Development of effective discrete film cooling is recognized as an essential task in gas turbine design since it has been shown necessary to ensure an acceptable turbine component life-time. Traditional design of film cooling schemes is driven by a single objective, maximizing the cooling performance. The aerodynamic penalty resulting from the coolant injection is generally neglected. Achieving an aero-thermal design of film cooling is a challenging task as it is based on two competing objectives; attaining a high thermal protection of the airfoil from the hot mainstream gas usually results in deteriorating the aerodynamic efficiency.
The present research addresses this challenge and investigates the complex flow underlying the aero-thermal interaction on a film cooled airfoil. The simultaneous effects of film coolant flow parameters and film hole geometric variables on the aerodynamic loss and the cooling effectiveness are examined. Trends in design variations to minimize the aerodynamic penalty, while maintaining a high cooling performance are established.
The research objective is achieved by implementing an automated optimization procedure that consists of a non-dominated sorting genetic algorithm coupled with an artificial neural network. The latter is used to provide prediction of the objective function at every optimization iteration and reduces computation time. It is constructed based on numerical flow simulations where the three dimensional Reynolds-Averaged Navier-Stokes equations are solved.

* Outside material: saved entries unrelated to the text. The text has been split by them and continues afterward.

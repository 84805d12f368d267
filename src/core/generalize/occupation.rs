//! Occupation categories for chain-strength records

use crate::domain::generalized::UNKNOWN;

/// Coarse occupation categories, checked in order
const CATEGORIES: &[(&str, &[&str])] = &[
    (
        "Not Employed",
        &["unemployed", "not employed", "jobless", "retired", "homemaker", "housewife"],
    ),
    ("Student", &["student", "pupil", "trainee", "intern"]),
    (
        "Healthcare",
        &[
            "health", "nurse", "doctor", "physician", "clinic", "midwife", "pharmac", "surgeon",
            "dentist", "medical", "laborator",
        ],
    ),
    (
        "Education",
        &["teacher", "educat", "lecturer", "professor", "tutor", "school"],
    ),
    (
        "Agriculture",
        &["farm", "agric", "livestock", "fisher", "herder", "peasant", "cultivat"],
    ),
    (
        "Technology",
        &["technolog", "software", "developer", "programmer", "engineer", "technician"],
    ),
    (
        "Business",
        &[
            "business", "trader", "merchant", "shop", "vendor", "sales", "accountant", "banker",
            "entrepreneur",
        ],
    ),
    (
        "Public Service",
        &["public", "civil servant", "government", "police", "soldier", "army", "military"],
    ),
    (
        "Transport",
        &["transport", "driver", "boda", "taxi", "pilot", "conductor", "mechanic"],
    ),
];

/// Maps an occupation to its category, defaulting to `"Unknown"`
///
/// Category names map to themselves, so the mapping is idempotent.
///
/// # Examples
///
/// ```
/// use deident::core::generalize::occupation::categorize;
///
/// assert_eq!(categorize("Registered Nurse"), "Healthcare");
/// assert_eq!(categorize("Healthcare"), "Healthcare");
/// assert_eq!(categorize("Astronaut"), "Unknown");
/// ```
pub fn categorize(occupation: &str) -> &'static str {
    let lowered = occupation.trim().to_lowercase();
    if lowered.is_empty() {
        return UNKNOWN;
    }

    if let Some((category, _)) = CATEGORIES
        .iter()
        .find(|(category, _)| category.to_lowercase() == lowered)
    {
        return *category;
    }

    CATEGORIES
        .iter()
        .find(|(_, keywords)| keywords.iter().any(|k| lowered.contains(k)))
        .map(|(category, _)| *category)
        .unwrap_or(UNKNOWN)
}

The optimization methodology is applied on a typical high-pressure turbine with two staggered rows of discrete film cooling on the suction side. The Pareto front of optimal solutions is generated. The thermal, aero-thermal, and aerodynamic optimums are identified and investigated numerically. A subsonic wind-tunnel facility available in Concordia University is used to re-create experimentally the optimum design points. Measured experimental data allowed verification of the CFD model, and substantiated the optimization methodology as a reliable design tool for film cooling in turbomachinery applications.